What Is Spud?
Spudding is the process of beginning to drill a well in the oil and gas industry. Initially, a larger drill bit is used to drill a surface hole, which is lined with casing and cement to protect groundwater. After the surface hole is completed, the main drill bit is inserted, which performs the task of drilling to the total depth; this act can also be referred to as "spudding in."
Spudding in is a highly complex task involving sophisticated techniques and machinery. It often costs hundreds of thousands of dollars to drill even a simple well. More difficult wells can cost millions of dollars. The most expensive wells are often found offshore, where high-end drilling platforms can cost over $500,000 per day in times of peak demand.

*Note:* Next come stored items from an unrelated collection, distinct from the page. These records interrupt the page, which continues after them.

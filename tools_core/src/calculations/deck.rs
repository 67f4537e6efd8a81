//! # Deck Sizing Calculation
//!
//! Selects deck beam and joist sizes from the static span tables. This is a
//! lookup calculator: all the engineering lives in
//! [`crate::tables::deck`]; this module validates the form inputs, runs the
//! scan-and-select, and packages the result.

use serde::{Deserialize, Serialize};

use crate::display::{format_unit, ResultRow};
use crate::errors::{CalcError, CalcResult};
use crate::tables::deck::{
    allowable_joist_span_ft, select_beam, select_joist, DeckBeamSize, DeckJoistSize, JoistSpacing,
    SpeciesGroup, JOIST_SPAN_BUCKETS_FT,
};

/// Input parameters for the deck beam sizing tool.
///
/// ## JSON Example
///
/// ```json
/// {
///   "label": "Back deck",
///   "joist_span_ft": 10.0,
///   "beam_span_ft": 7.0,
///   "species": "SouthernPine"
/// }
/// ```
#[derive(Debug, Clone, Serialize, Deserialize)]
pub struct DeckBeamInput {
    /// User label for this deck
    pub label: String,

    /// Joist span carried by the beam (ft)
    pub joist_span_ft: f64,

    /// Required beam span between posts (ft)
    pub beam_span_ft: f64,

    /// Lumber species group
    pub species: SpeciesGroup,
}

impl DeckBeamInput {
    /// Validate input parameters.
    pub fn validate(&self) -> CalcResult<()> {
        if self.joist_span_ft <= 0.0 {
            return Err(CalcError::invalid_input(
                "joist_span_ft",
                self.joist_span_ft.to_string(),
                "Joist span must be positive",
            ));
        }
        if self.beam_span_ft <= 0.0 {
            return Err(CalcError::invalid_input(
                "beam_span_ft",
                self.beam_span_ft.to_string(),
                "Beam span must be positive",
            ));
        }
        Ok(())
    }
}

/// Results from the deck beam sizing tool.
#[derive(Debug, Clone, Serialize, Deserialize)]
pub struct DeckBeamResult {
    /// Smallest adequate built-up beam
    pub beam_size: DeckBeamSize,

    /// Allowable span of the selected beam at this joist span (ft),
    /// adjusted for species
    pub allowable_span_ft: f64,

    /// Margin between allowable and required span (ft)
    pub span_margin_ft: f64,
}

impl DeckBeamResult {
    /// Labeled display rows for uniform rendering.
    pub fn summary_rows(&self) -> Vec<ResultRow> {
        vec![
            ResultRow::new("Beam Size", self.beam_size.display_name()),
            ResultRow::new("Allowable Span", format_unit(self.allowable_span_ft, 2, "ft")),
            ResultRow::new("Span Margin", format_unit(self.span_margin_ft, 2, "ft")),
        ]
    }
}

/// Select the smallest standard beam for the requested spans.
pub fn calculate_beam(input: &DeckBeamInput) -> CalcResult<DeckBeamResult> {
    input.validate()?;

    let (beam_size, allowable_span_ft) = select_beam(input.joist_span_ft, input.beam_span_ft, input.species)?;

    Ok(DeckBeamResult {
        beam_size,
        allowable_span_ft,
        span_margin_ft: allowable_span_ft - input.beam_span_ft,
    })
}

/// Input parameters for the deck joist sizing tool.
///
/// ## JSON Example
///
/// ```json
/// {
///   "label": "Back deck",
///   "span_ft": 12.0,
///   "spacing": "In16",
///   "species": "SouthernPine"
/// }
/// ```
#[derive(Debug, Clone, Serialize, Deserialize)]
pub struct DeckJoistInput {
    /// User label for this deck
    pub label: String,

    /// Required joist span (ft)
    pub span_ft: f64,

    /// On-center joist spacing
    pub spacing: JoistSpacing,

    /// Lumber species group
    pub species: SpeciesGroup,
}

impl DeckJoistInput {
    /// Validate input parameters.
    pub fn validate(&self) -> CalcResult<()> {
        if self.span_ft <= 0.0 {
            return Err(CalcError::invalid_input(
                "span_ft",
                self.span_ft.to_string(),
                "Joist span must be positive",
            ));
        }
        Ok(())
    }
}

/// Results from the deck joist sizing tool.
#[derive(Debug, Clone, Serialize, Deserialize)]
pub struct DeckJoistResult {
    /// Smallest adequate joist size
    pub joist_size: DeckJoistSize,

    /// Allowable span of the selected joist at this spacing (ft),
    /// adjusted for species
    pub allowable_span_ft: f64,

    /// Allowable spans for the selected size at every spacing, for the
    /// expandable "sizing table" view
    pub spacing_options: Vec<SpacingOption>,
}

/// One row of the expandable spacing table.
#[derive(Debug, Clone, Serialize, Deserialize)]
pub struct SpacingOption {
    /// On-center spacing
    pub spacing: JoistSpacing,

    /// Allowable span at this spacing (ft)
    pub allowable_span_ft: f64,
}

impl DeckJoistResult {
    /// Labeled display rows for uniform rendering.
    pub fn summary_rows(&self) -> Vec<ResultRow> {
        vec![
            ResultRow::new("Joist Size", self.joist_size.display_name()),
            ResultRow::new("Allowable Span", format_unit(self.allowable_span_ft, 2, "ft")),
        ]
    }
}

/// Select the smallest standard joist for the requested span and spacing.
pub fn calculate_joist(input: &DeckJoistInput) -> CalcResult<DeckJoistResult> {
    input.validate()?;

    let (joist_size, allowable_span_ft) = select_joist(input.span_ft, input.spacing, input.species)?;

    let spacing_options = JoistSpacing::ALL
        .iter()
        .map(|spacing| SpacingOption {
            spacing: *spacing,
            allowable_span_ft: allowable_joist_span_ft(joist_size, *spacing, input.species),
        })
        .collect();

    Ok(DeckJoistResult {
        joist_size,
        allowable_span_ft,
        spacing_options,
    })
}

/// Largest joist span the beam table covers (ft); exposed so front-ends can
/// bound their inputs.
pub fn max_joist_span_ft() -> f64 {
    JOIST_SPAN_BUCKETS_FT[JOIST_SPAN_BUCKETS_FT.len() - 1]
}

Initially, when a new oil well is going to be drilled, a larger drill bit is used than what is going to be used to get to the final depth. This first drill creates a hole in the surface that is then lined with concrete, forming a barrier to avoid any contaminants from bleeding into the groundwater.
Once the initial hole is complete, the main drill bit is attached. The day the main drill bit begins drilling into the ground, a process called spudding in, is referred to as the spud date. In cases of offshore oil rigs, the spud date occurs when the drill begins working on the sea floor, not when it first breaches the water.
Spud Dates and Investment in Drilling Operations
Many investors find value in the spud dates as this helps determine how effective a particular drilling operation has become. This can help differentiate one company from another, providing a point of analysis when determining how to invest funds.
Comparing the spud date to the date the total depth is reached, also referred to as spud to TD, can help compare operations of one drilling company to another, as well as improvements in a company’s performance from the completion of one well to the next.
Additionally, the phrase "spud to completion" refers to the time between the spud date and the well being completed, and the phrase "spud to sales," or "spud to rig release," involves the time from spud to the point the well comes online.
The time required to move from spud to TD, spud to completion and spud to sales can all be included as cycle times. The shorter the cycle time, the faster the particular well was drilled, completed or capable of producing, respectively.
Production and Investing in Oil
The rate at which oil can be extracted directly affects oil pricing, generally sold as futures by the barrel on the open market. Increased efficiency generally lowers cost, allowing the same quantities of crude to be made available in less time.